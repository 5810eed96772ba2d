use serde::{Deserialize, Serialize};
use std::fmt;
use std::str::FromStr;

/// Settings category, used for grouping on the configuration screen.
#[derive(Debug, Clone, Copy, PartialEq, Eq, Hash, Serialize, Deserialize)]
#[serde(rename_all = "lowercase")]
pub enum Category {
    Monitoring,
    Alerting,
    Notifications,
    Thresholds,
}

impl fmt::Display for Category {
    fn fmt(&self, f: &mut fmt::Formatter<'_>) -> fmt::Result {
        f.write_str(match self {
            Category::Monitoring => "monitoring",
            Category::Alerting => "alerting",
            Category::Notifications => "notifications",
            Category::Thresholds => "thresholds",
        })
    }
}

impl FromStr for Category {
    type Err = String;

    fn from_str(s: &str) -> Result<Self, Self::Err> {
        match s.to_lowercase().as_str() {
            "monitoring" => Ok(Category::Monitoring),
            "alerting" => Ok(Category::Alerting),
            "notifications" => Ok(Category::Notifications),
            "thresholds" => Ok(Category::Thresholds),
            _ => Err(format!("Invalid category: {}", s)),
        }
    }
}

/// Type tag of a [`ConfigValue`].
#[derive(Debug, Clone, Copy, PartialEq, Eq, Serialize, Deserialize)]
#[serde(rename_all = "lowercase")]
pub enum ValueKind {
    String,
    Number,
    Boolean,
    Select,
}

impl fmt::Display for ValueKind {
    fn fmt(&self, f: &mut fmt::Formatter<'_>) -> fmt::Result {
        f.write_str(match self {
            ValueKind::String => "string",
            ValueKind::Number => "number",
            ValueKind::Boolean => "boolean",
            ValueKind::Select => "select",
        })
    }
}

impl ValueKind {
    /// Interpret raw text (a form field or a CLI argument) as input for a
    /// setting of this kind.
    pub fn parse_input(&self, raw: &str) -> Result<FieldValue, String> {
        match self {
            ValueKind::String | ValueKind::Select => Ok(FieldValue::Text(raw.to_string())),
            ValueKind::Number => raw
                .trim()
                .parse::<f64>()
                .map(FieldValue::Number)
                .map_err(|_| format!("'{}' is not a number", raw)),
            ValueKind::Boolean => match raw.trim().to_lowercase().as_str() {
                "true" | "on" | "yes" | "1" => Ok(FieldValue::Boolean(true)),
                "false" | "off" | "no" | "0" => Ok(FieldValue::Boolean(false)),
                _ => Err(format!("'{}' is not a boolean", raw)),
            },
        }
    }
}

/// A primitive value coming from a UI field edit.
#[derive(Debug, Clone, PartialEq, Serialize, Deserialize)]
#[serde(untagged)]
pub enum FieldValue {
    Boolean(bool),
    Number(f64),
    Text(String),
}

impl fmt::Display for FieldValue {
    fn fmt(&self, f: &mut fmt::Formatter<'_>) -> fmt::Result {
        match self {
            FieldValue::Boolean(b) => write!(f, "{}", b),
            FieldValue::Number(n) => write!(f, "{}", n),
            FieldValue::Text(s) => f.write_str(s),
        }
    }
}

/// The typed value of a setting.
///
/// On the wire this is the `type` tag next to `value` (and `options` for
/// select settings), flattened into [`Configuration`].
#[derive(Debug, Clone, PartialEq, Serialize, Deserialize)]
#[serde(tag = "type", rename_all = "lowercase")]
pub enum ConfigValue {
    String { value: String },
    Number { value: f64 },
    Boolean { value: bool },
    Select { value: String, options: Vec<String> },
}

impl ConfigValue {
    pub fn kind(&self) -> ValueKind {
        match self {
            ConfigValue::String { .. } => ValueKind::String,
            ConfigValue::Number { .. } => ValueKind::Number,
            ConfigValue::Boolean { .. } => ValueKind::Boolean,
            ConfigValue::Select { .. } => ValueKind::Select,
        }
    }

    /// Produce the value after writing `input`, or explain why it does not
    /// fit this setting.
    pub fn with_input(&self, input: &FieldValue) -> Result<ConfigValue, String> {
        match (self, input) {
            (ConfigValue::String { .. }, FieldValue::Text(s)) => {
                Ok(ConfigValue::String { value: s.clone() })
            }
            (ConfigValue::Number { .. }, FieldValue::Number(n)) => {
                if n.is_finite() {
                    Ok(ConfigValue::Number { value: *n })
                } else {
                    Err("number must be finite".to_string())
                }
            }
            (ConfigValue::Boolean { .. }, FieldValue::Boolean(b)) => {
                Ok(ConfigValue::Boolean { value: *b })
            }
            (ConfigValue::Select { options, .. }, FieldValue::Text(s)) => {
                if options.iter().any(|o| o == s) {
                    Ok(ConfigValue::Select {
                        value: s.clone(),
                        options: options.clone(),
                    })
                } else {
                    Err(format!("'{}' is not one of [{}]", s, options.join(", ")))
                }
            }
            (current, other) => Err(format!(
                "expected a {} value, got '{}'",
                current.kind(),
                other
            )),
        }
    }

    /// The value a reset restores: `false`, `0`, an empty string, or the
    /// first option of a select.
    pub fn reset(&self) -> ConfigValue {
        match self {
            ConfigValue::String { .. } => ConfigValue::String {
                value: String::new(),
            },
            ConfigValue::Number { .. } => ConfigValue::Number { value: 0.0 },
            ConfigValue::Boolean { .. } => ConfigValue::Boolean { value: false },
            ConfigValue::Select { options, .. } => ConfigValue::Select {
                value: options.first().cloned().unwrap_or_default(),
                options: options.clone(),
            },
        }
    }

    pub fn options(&self) -> Option<&[String]> {
        match self {
            ConfigValue::Select { options, .. } => Some(options),
            _ => None,
        }
    }
}

impl fmt::Display for ConfigValue {
    fn fmt(&self, f: &mut fmt::Formatter<'_>) -> fmt::Result {
        match self {
            ConfigValue::String { value } | ConfigValue::Select { value, .. } => {
                f.write_str(value)
            }
            ConfigValue::Number { value } => write!(f, "{}", value),
            ConfigValue::Boolean { value } => write!(f, "{}", value),
        }
    }
}

/// A single dashboard setting.
#[derive(Debug, Clone, PartialEq, Serialize, Deserialize)]
pub struct Configuration {
    pub id: String,
    pub category: Category,
    pub name: String,
    pub description: String,
    #[serde(flatten)]
    pub value: ConfigValue,
    /// Writes to `value` are refused when false
    pub editable: bool,
}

# What the task asks
Every line of the entries above that holds "Thresholds" should be copied out.

# Task result
    Thresholds,
            Category::Thresholds => "thresholds",
            "thresholds" => Ok(Category::Thresholds),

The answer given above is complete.